[ LOCARNO ] Mitten im Filmfestival geht auf einmal alles ganz schnell: Die öffentliche Schweizer Diskussion hält den bereits betagten Roman Polański, der eine schon mit Spannung erwartete Masterclass abhalten sowie einen Goldenen Leoparden in Locarno empfangen sollte, vom Festival fern und sorgt dadurch für verärgerte Festivalbesucher und einen ratlosen Direktor, den man am liebsten getröstet hätte. Zugleich erreichen zwei Todesnachrichten die feierliche Cineasten-Idylle am Lago Maggiore. So wurde der neunte offizielle Festivalabend auf der Piazza Grande unversehens zu einer Gedenkrunde an drei unverzichtbare Größen des Films.

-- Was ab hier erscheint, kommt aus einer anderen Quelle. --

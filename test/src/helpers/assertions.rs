/// Assert that a condition becomes true within the default wait
#[macro_export]
macro_rules! assert_eventually {
    ($condition:expr, $($message:tt)+) => {
        assert!(
            $crate::wait_until($crate::DEFAULT_WAIT, || $condition),
            $($message)+
        );
    };
}
use std::{
    net::SocketAddr,
    sync::{Arc, Mutex, Weak},
};

use log::info;

use idnet_shared::{
    Connection, ConnectionError, LockExt, NetError, Node, NodeId, NodeKind, NodeRef, NodeState,
    Packet,
};

use crate::server::ServerShared;

/// The server-side end of one accepted connection.
///
/// Owned by its Server's client set; the back-reference to the Server is
/// weak, so a RemoteClient never keeps a stopped Server alive.
pub struct RemoteClient {
    id: NodeId,
    server: Weak<ServerShared>,
    connection: Arc<Connection>,
    state: Mutex<NodeState>,
}

impl RemoteClient {
    pub(crate) fn new(id: NodeId, server: Weak<ServerShared>, connection: Arc<Connection>) -> Self {
        Self {
            id,
            server,
            connection,
            state: Mutex::new(NodeState::Connected),
        }
    }

    pub fn state(&self) -> NodeState {
        *self.state.lock_or_recover()
    }

    pub fn peer_addr(&self) -> SocketAddr {
        self.connection.peer_addr()
    }

    /// The Server this client connected to, while it still exists
    pub fn server(&self) -> Option<NodeRef> {
        let server: NodeRef = self.server.upgrade()?;
        Some(server)
    }

    pub(crate) fn connection(&self) -> &Arc<Connection> {
        &self.connection
    }

    /// Closes the connection without touching the server's client set
    pub(crate) fn close(&self) {
        self.connection.close();
        *self.state.lock_or_recover() = NodeState::Closed;
    }
}

impl Node for RemoteClient {
    fn id(&self) -> NodeId {
        self.id
    }

    fn kind(&self) -> NodeKind {
        NodeKind::RemoteClient
    }

    fn send_packet(&self, packet: &Packet) -> Result<(), NetError> {
        Ok(self.connection.send(packet)?)
    }

    fn disconnect(&self) -> Result<(), NetError> {
        {
            let mut state = self.state.lock_or_recover();
            if matches!(*state, NodeState::Closing | NodeState::Closed) {
                return Ok(());
            }
            *state = NodeState::Closing;
        }

        if let Some(server) = self.server.upgrade() {
            server.remove_client(self.id);
        }
        self.close();
        info!("remote client {} ({}) disconnected", self.id, self.peer_addr());
        Ok(())
    }

    fn remote_address(&self) -> Result<SocketAddr, NetError> {
        if !self.state().is_connected() {
            return Err(ConnectionError::NotConnected.into());
        }
        Ok(self.connection.peer_addr())
    }
}
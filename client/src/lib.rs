//! # Idnet Client
//! A TCP client that dials an idnet server and exchanges id-routed packets
//! with it through the shared Engine.

#![deny(
    trivial_casts,
    trivial_numeric_casts,
    unstable_features,
    unused_import_braces
)]

pub mod shared {
    pub use idnet_shared::{
        error_handler_fn, ConnectEvent, Engine, EngineConfig, ErrorHandler, IdRange, NetError,
        Node, NodeId, NodeKind, NodeRef, NodeState, Packet, PacketId,
    };
}

mod client;
mod client_config;
mod error;

pub use client::Client;
pub use client_config::ClientConfig;
pub use error::ClientError;
use std::fmt;

use crate::PacketId;

/// An interval over the signed packet id space, `from` and `to` inclusive.
///
/// Subtraction keeps the boundary ids of the piece being cut away, so
/// `[0,10] - [3,7]` leaves `[0,3]` and `[7,10]`. For allocation a range is
/// read as the half-open run `from..to` (see [`IdRange::pop_id`]), which is
/// what keeps neighbouring pieces from handing out the same id twice.
#[derive(Copy, Clone, Debug, PartialEq, Eq, Hash)]
pub struct IdRange {
    from: PacketId,
    to: PacketId,
}

impl IdRange {
    /// Creates a range; bounds given in the wrong order are swapped
    pub fn new(from: PacketId, to: PacketId) -> Self {
        if from <= to {
            Self { from, to }
        } else {
            Self { from: to, to: from }
        }
    }

    pub fn from(&self) -> PacketId {
        self.from
    }

    pub fn to(&self) -> PacketId {
        self.to
    }

    pub fn contains(&self, id: PacketId) -> bool {
        id >= self.from && id <= self.to
    }

    /// A range is empty once it has no ids left to allocate
    pub fn is_empty(&self) -> bool {
        self.from == self.to
    }

    /// Number of ids this range can still hand out
    pub fn allocatable(&self) -> u64 {
        (i64::from(self.to) - i64::from(self.from)) as u64
    }

    pub fn overlaps(&self, other: &IdRange) -> bool {
        !(other.to < self.from || other.from > self.to)
    }

    /// Removes `sub` from this range.
    ///
    /// Returns zero, one or two pieces: nothing when `sub` covers the range,
    /// the range itself when they don't overlap, a trimmed range when `sub`
    /// overlaps one end, and two pieces when `sub` lies strictly inside.
    pub fn subtract(&self, sub: &IdRange) -> Vec<IdRange> {
        if sub.from <= self.from && sub.to >= self.to {
            Vec::new()
        } else if sub.to < self.from || sub.from > self.to {
            vec![*self]
        } else if sub.from <= self.from {
            vec![IdRange::new(sub.to, self.to)]
        } else if sub.to >= self.to {
            vec![IdRange::new(self.from, sub.from)]
        } else {
            vec![
                IdRange::new(self.from, sub.from),
                IdRange::new(sub.to, self.to),
            ]
        }
    }

    /// Takes the lowest allocatable id out of the range, or `None` if empty
    pub fn pop_id(&mut self) -> Option<PacketId> {
        if self.is_empty() {
            return None;
        }
        let id = self.from;
        self.from += 1;
        Some(id)
    }
}

impl fmt::Display for IdRange {
    fn fmt(&self, f: &mut fmt::Formatter<'_>) -> fmt::Result {
        write!(f, "[{}, {}]", self.from, self.to)
    }
}
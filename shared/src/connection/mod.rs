pub mod connection;
pub mod connection_config;
pub mod decoder;
pub mod encoder;
pub mod error;
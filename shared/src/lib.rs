//! # Idnet Shared
//! Common functionality shared between idnet-server & idnet-client crates:
//! packet ids, framing, connections, handlers and the dispatch engine.

#![deny(trivial_numeric_casts, unstable_features, unused_import_braces)]

mod codec;
mod connection;
mod dispatch;
mod engine;
mod error;
mod events;
mod handler;
mod ids;
mod node;
mod packet;
mod sync;
mod types;

pub use codec::{BinaryCodec, CodecError, PacketCodec};
pub use connection::{
    connection::Connection,
    connection_config::ConnectionConfig,
    decoder::Decoder,
    encoder::{Encoder, FRAME_HEADER_LEN},
    error::ConnectionError,
};
pub use dispatch::{DispatchLoop, Registration};
pub use engine::{Engine, EngineConfig};
pub use error::NetError;
pub use events::{
    connect_event::{ConnectEvent, ConnectSlot},
    error_event::{error_handler_fn, ErrorHandler, ErrorHandlers, NodePredicate},
};
pub use handler::{HandlerRegistry, PacketHandler};
pub use ids::{
    error::PacketIdError,
    id_range::IdRange,
    reserved_ids::{ReservedIds, INTERNAL_RANGE_FROM, INTERNAL_RANGE_TO},
};
pub use node::{Node, NodeKind, NodeRef, NodeState};
pub use packet::Packet;
pub use sync::{LockExt, RwLockExt};
pub use types::{NodeId, PacketId};
use std::{
    thread,
    time::{Duration, Instant},
};

/// How long end-to-end tests wait for something to happen over loopback
pub const DEFAULT_WAIT: Duration = Duration::from_secs(2);

/// Polls `condition` until it holds or `timeout` runs out. Returns whether
/// it held.
pub fn wait_until(timeout: Duration, condition: impl Fn() -> bool) -> bool {
    let deadline = Instant::now() + timeout;
    loop {
        if condition() {
            return true;
        }
        if Instant::now() >= deadline {
            return false;
        }
        thread::sleep(Duration::from_millis(1));
    }
}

Bei selbst für Locarno-Verhältnisse außergewöhnlich lang regnerischem Wetter trifft die Nachricht vom eigenhändigen Tod Robin Williams‘ wie ein Blitz ein, welcher mit Rollen wie Patch Adams, Flubber oder Mrs. Doubtfire auch immer ein wenig (völlig zu Unrecht) verkannt, jedenfalls aber bei einer breiten Bevölkerung sehr beliebt war. Im schockierten Wirbel verliert sich zunächst auch die Nachricht vom Tod einer der letzten Grande Dame Hollywoods, Lauren Bacall, die einen Tag später verstarb.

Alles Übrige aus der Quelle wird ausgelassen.